use log::{debug, info, warn};
use serde::Serialize;
use std::time::{Duration, Instant};
use tokio::sync::Semaphore;
use tokio::time::{sleep, timeout};

use crate::config::LlmSettings;
use crate::error::{FailureReason, ProviderError, ProviderFailure};
use crate::providers::{CompletionRequest, LlmProvider, ProviderFactory, ProviderKind};
use crate::retry::RetryPolicy;

/// Which provider a call should start with.
#[derive(Debug, Clone, Copy, PartialEq, Eq, Default)]
pub enum ProviderSelection {
    #[default]
    Default,
    Named(ProviderKind),
}

/// Per-call overrides. Unset fields fall back to the gateway defaults.
#[derive(Debug, Clone, Default)]
pub struct InvokeOptions {
    pub provider: ProviderSelection,
    pub max_tokens: Option<u32>,
    pub temperature: Option<f32>,
    /// Per-attempt timeout
    pub timeout: Option<Duration>,
}

/// A successful completion and what it took to get it.
#[derive(Debug, Clone, Serialize)]
pub struct ProviderResult {
    pub text: String,
    pub provider: String,
    pub latency: Duration,
    /// Attempts that failed before the successful one, in order.
    pub failed_attempts: Vec<ProviderFailure>,
}

/// Ordered multi-provider front door with retry, fallback and a global cap on
/// in-flight calls. Shared between runs behind an `Arc`.
pub struct LlmGateway {
    providers: Vec<Box<dyn LlmProvider>>,
    retry: RetryPolicy,
    permits: Semaphore,
    timeout: Duration,
    max_tokens: u32,
    temperature: f32,
}

impl LlmGateway {
    /// `providers` are tried in the order given.
    pub fn new(
        providers: Vec<Box<dyn LlmProvider>>,
        retry: RetryPolicy,
        max_concurrent_calls: usize,
        timeout: Duration,
    ) -> Self {
        Self {
            providers,
            retry,
            permits: Semaphore::new(max_concurrent_calls.max(1)),
            timeout,
            max_tokens: 1000,
            temperature: 0.7,
        }
    }

    /// Build the provider chain from settings.
    pub fn from_settings(settings: &LlmSettings) -> Result<Self, ProviderError> {
        let providers = ProviderFactory::create_ordered(settings);
        if providers.is_empty() {
            return Err(ProviderError::NoProviders(
                "no provider could be initialized from configuration".to_string(),
            ));
        }
        let gateway = Self::new(
            providers,
            RetryPolicy::for_llm(settings),
            settings.max_concurrent_calls,
            settings.timeout(),
        )
        .with_defaults(settings.max_tokens, settings.temperature);
        info!("LLM provider chain: {}", gateway.provider_names().join(" -> "));
        Ok(gateway)
    }

    pub fn with_defaults(mut self, max_tokens: u32, temperature: f32) -> Self {
        self.max_tokens = max_tokens;
        self.temperature = temperature;
        self
    }

    pub fn provider_names(&self) -> Vec<&str> {
        self.providers.iter().map(|p| p.provider_name()).collect()
    }

    fn ordered(&self, selection: ProviderSelection) -> Vec<&dyn LlmProvider> {
        let mut order: Vec<&dyn LlmProvider> = self.providers.iter().map(|p| p.as_ref()).collect();
        if let ProviderSelection::Named(kind) = selection {
            match order.iter().position(|p| p.kind() == kind) {
                Some(index) => {
                    let chosen = order.remove(index);
                    order.insert(0, chosen);
                }
                None => warn!("Requested provider '{}' is not configured, using default order", kind),
            }
        }
        order
    }

    /// Run a prompt against the provider chain until one succeeds.
    pub async fn invoke(
        &self,
        prompt: &str,
        options: &InvokeOptions,
    ) -> Result<ProviderResult, ProviderError> {
        let order = self.ordered(options.provider);
        if order.is_empty() {
            return Err(ProviderError::NoProviders(
                "gateway has no providers".to_string(),
            ));
        }

        let request = CompletionRequest {
            prompt: prompt.to_string(),
            max_tokens: options.max_tokens.unwrap_or(self.max_tokens),
            temperature: options.temperature.unwrap_or(self.temperature),
        };
        let call_timeout = options.timeout.unwrap_or(self.timeout);
        let started = Instant::now();
        let mut failures: Vec<ProviderFailure> = Vec::new();

        for provider in order {
            let mut attempt = 1;
            loop {
                debug!(
                    "Calling {} (attempt {}/{})",
                    provider.provider_name(),
                    attempt,
                    self.retry.max_attempts()
                );

                match self.attempt(provider, &request, call_timeout).await {
                    Ok(text) => {
                        info!(
                            "Completion from {} after {} failed attempt(s)",
                            provider.provider_name(),
                            failures.len()
                        );
                        return Ok(ProviderResult {
                            text,
                            provider: provider.provider_name().to_string(),
                            latency: started.elapsed(),
                            failed_attempts: failures,
                        });
                    }
                    Err(reason) => {
                        warn!(
                            "Provider {} failed (attempt {}): {}",
                            provider.provider_name(),
                            attempt,
                            reason
                        );
                        let retry = reason.is_retryable() && self.retry.should_retry(attempt);
                        failures.push(ProviderFailure {
                            provider: provider.provider_name().to_string(),
                            attempt,
                            reason,
                        });
                        if !retry {
                            break;
                        }
                        let delay = self.retry.delay_after(attempt);
                        debug!("Waiting {:?} before retry", delay);
                        sleep(delay).await;
                        attempt += 1;
                    }
                }
            }
        }

        Err(ProviderError::Exhausted { failures })
    }

    /// One call under the global cap and the per-attempt timeout. The permit
    /// is released before any backoff sleep.
    async fn attempt(
        &self,
        provider: &dyn LlmProvider,
        request: &CompletionRequest,
        call_timeout: Duration,
    ) -> Result<String, FailureReason> {
        let _permit = self
            .permits
            .acquire()
            .await
            .map_err(|e| FailureReason::Transport(e.to_string()))?;

        match timeout(call_timeout, provider.complete(request)).await {
            Ok(result) => result,
            Err(_) => Err(FailureReason::Timeout),
        }
    }
}

#[cfg(test)]
mod tests {
    use super::*;
    use async_trait::async_trait;
    use std::collections::VecDeque;
    use std::sync::atomic::{AtomicUsize, Ordering};
    use std::sync::{Arc, Mutex};

    struct ScriptedProvider {
        name: &'static str,
        kind: ProviderKind,
        delay: Duration,
        script: Mutex<VecDeque<Result<String, FailureReason>>>,
        calls: Arc<AtomicUsize>,
        in_flight: Arc<AtomicUsize>,
        max_in_flight: Arc<AtomicUsize>,
    }

    impl ScriptedProvider {
        fn new(
            name: &'static str,
            kind: ProviderKind,
            script: Vec<Result<String, FailureReason>>,
        ) -> Self {
            Self {
                name,
                kind,
                delay: Duration::ZERO,
                script: Mutex::new(script.into()),
                calls: Arc::new(AtomicUsize::new(0)),
                in_flight: Arc::new(AtomicUsize::new(0)),
                max_in_flight: Arc::new(AtomicUsize::new(0)),
            }
        }

        fn with_delay(mut self, delay: Duration) -> Self {
            self.delay = delay;
            self
        }
    }

    #[async_trait]
    impl LlmProvider for ScriptedProvider {
        fn provider_name(&self) -> &str {
            self.name
        }

        fn kind(&self) -> ProviderKind {
            self.kind
        }

        async fn complete(&self, _request: &CompletionRequest) -> Result<String, FailureReason> {
            self.calls.fetch_add(1, Ordering::SeqCst);
            let now = self.in_flight.fetch_add(1, Ordering::SeqCst) + 1;
            self.max_in_flight.fetch_max(now, Ordering::SeqCst);
            sleep(self.delay).await;
            self.in_flight.fetch_sub(1, Ordering::SeqCst);
            self.script
                .lock()
                .unwrap()
                .pop_front()
                .unwrap_or_else(|| Ok("default".to_string()))
        }
    }

    fn retry_twice() -> RetryPolicy {
        RetryPolicy::new(
            2,
            Duration::from_millis(100),
            crate::retry::Backoff::Linear,
        )
    }

    #[tokio::test(start_paused = true)]
    async fn test_timeout_falls_through_to_next_provider() {
        let slow = ScriptedProvider::new("A", ProviderKind::Anthropic, vec![Ok("late".into())])
            .with_delay(Duration::from_secs(60));
        let fast = ScriptedProvider::new("B", ProviderKind::OpenAi, vec![Ok("fast".into())]);
        let slow_calls = slow.calls.clone();

        let gateway = LlmGateway::new(
            vec![Box::new(slow), Box::new(fast)],
            retry_twice(),
            4,
            Duration::from_secs(5),
        );

        let result = gateway.invoke("prompt", &InvokeOptions::default()).await.unwrap();
        assert_eq!(result.text, "fast");
        assert_eq!(result.provider, "B");
        assert_eq!(
            result.failed_attempts,
            vec![ProviderFailure {
                provider: "A".to_string(),
                attempt: 1,
                reason: FailureReason::Timeout,
            }]
        );
        // Timeouts are not retried on the same provider.
        assert_eq!(slow_calls.load(Ordering::SeqCst), 1);
    }

    #[tokio::test(start_paused = true)]
    async fn test_all_providers_fail() {
        let a = ScriptedProvider::new(
            "A",
            ProviderKind::Anthropic,
            vec![Err(FailureReason::Transport("connection reset".into()))],
        );
        let b = ScriptedProvider::new(
            "B",
            ProviderKind::OpenAi,
            vec![Err(FailureReason::Rejected {
                status: 401,
                message: "bad key".into(),
            })],
        );
        let gateway = LlmGateway::new(
            vec![Box::new(a), Box::new(b)],
            retry_twice(),
            4,
            Duration::from_secs(5),
        );

        let err = gateway
            .invoke("prompt", &InvokeOptions::default())
            .await
            .unwrap_err();
        match err {
            ProviderError::Exhausted { failures } => {
                assert_eq!(failures.len(), 2);
                assert_eq!(failures[0].provider, "A");
                assert!(matches!(failures[0].reason, FailureReason::Transport(_)));
                assert_eq!(failures[1].provider, "B");
                assert!(matches!(
                    failures[1].reason,
                    FailureReason::Rejected { status: 401, .. }
                ));
            }
            other => panic!("unexpected error: {other:?}"),
        }
    }

    #[tokio::test(start_paused = true)]
    async fn test_rate_limit_retries_same_provider() {
        let a = ScriptedProvider::new(
            "A",
            ProviderKind::Anthropic,
            vec![
                Err(FailureReason::RateLimited),
                Err(FailureReason::Unavailable(503)),
                Ok("third time".into()),
            ],
        );
        let b = ScriptedProvider::new("B", ProviderKind::OpenAi, vec![]);
        let b_calls = b.calls.clone();
        let gateway = LlmGateway::new(
            vec![Box::new(a), Box::new(b)],
            retry_twice(),
            4,
            Duration::from_secs(5),
        );

        let result = gateway.invoke("prompt", &InvokeOptions::default()).await.unwrap();
        assert_eq!(result.text, "third time");
        assert_eq!(result.provider, "A");
        assert_eq!(result.failed_attempts.len(), 2);
        assert_eq!(result.failed_attempts[1].attempt, 2);
        assert_eq!(b_calls.load(Ordering::SeqCst), 0);
    }

    #[tokio::test(start_paused = true)]
    async fn test_rate_limit_exhausts_retries_then_falls_through() {
        let a = ScriptedProvider::new(
            "A",
            ProviderKind::Anthropic,
            vec![
                Err(FailureReason::RateLimited),
                Err(FailureReason::RateLimited),
                Err(FailureReason::RateLimited),
            ],
        );
        let b = ScriptedProvider::new("B", ProviderKind::OpenAi, vec![Ok("b".into())]);
        let gateway = LlmGateway::new(
            vec![Box::new(a), Box::new(b)],
            retry_twice(),
            4,
            Duration::from_secs(5),
        );

        let result = gateway.invoke("prompt", &InvokeOptions::default()).await.unwrap();
        assert_eq!(result.provider, "B");
        assert_eq!(result.failed_attempts.len(), 3);
    }

    #[tokio::test]
    async fn test_named_provider_goes_first() {
        let a = ScriptedProvider::new("A", ProviderKind::Anthropic, vec![Ok("a".into())]);
        let b = ScriptedProvider::new("B", ProviderKind::OpenAi, vec![Ok("b".into())]);
        let gateway = LlmGateway::new(
            vec![Box::new(a), Box::new(b)],
            RetryPolicy::none(),
            4,
            Duration::from_secs(5),
        );

        let options = InvokeOptions {
            provider: ProviderSelection::Named(ProviderKind::OpenAi),
            ..InvokeOptions::default()
        };
        let result = gateway.invoke("prompt", &options).await.unwrap();
        assert_eq!(result.provider, "B");
        // Only for that call.
        assert_eq!(gateway.provider_names(), vec!["A", "B"]);
    }

    #[tokio::test(start_paused = true)]
    async fn test_global_cap_serializes_calls() {
        let provider = ScriptedProvider::new("A", ProviderKind::Anthropic, vec![])
            .with_delay(Duration::from_millis(500));
        let max_in_flight = provider.max_in_flight.clone();
        let gateway = Arc::new(LlmGateway::new(
            vec![Box::new(provider)],
            RetryPolicy::none(),
            1,
            Duration::from_secs(5),
        ));

        let mut handles = Vec::new();
        for _ in 0..3 {
            let gateway = gateway.clone();
            handles.push(tokio::spawn(async move {
                gateway.invoke("prompt", &InvokeOptions::default()).await
            }));
        }
        for handle in handles {
            assert!(handle.await.unwrap().is_ok());
        }
        assert_eq!(max_in_flight.load(Ordering::SeqCst), 1);
    }

    #[tokio::test]
    async fn test_no_providers() {
        let gateway = LlmGateway::new(Vec::new(), RetryPolicy::none(), 1, Duration::from_secs(1));
        let result = gateway.invoke("prompt", &InvokeOptions::default()).await;
        assert!(matches!(result, Err(ProviderError::NoProviders(_))));
    }

    #[test]
    fn test_from_settings_follows_configured_order() {
        let settings = LlmSettings {
            default_provider: ProviderKind::Ollama,
            fallback_order: vec![ProviderKind::Ollama],
            ..LlmSettings::default()
        };
        let gateway = LlmGateway::from_settings(&settings).unwrap();
        assert_eq!(gateway.provider_names(), vec!["ollama"]);
    }
}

────────────────────

Task to carry out
From the data above, show each line that contains "ProviderFactory".

Answer box
use crate::providers::{CompletionRequest, LlmProvider, ProviderFactory, ProviderKind};
        let providers = ProviderFactory::create_ordered(settings);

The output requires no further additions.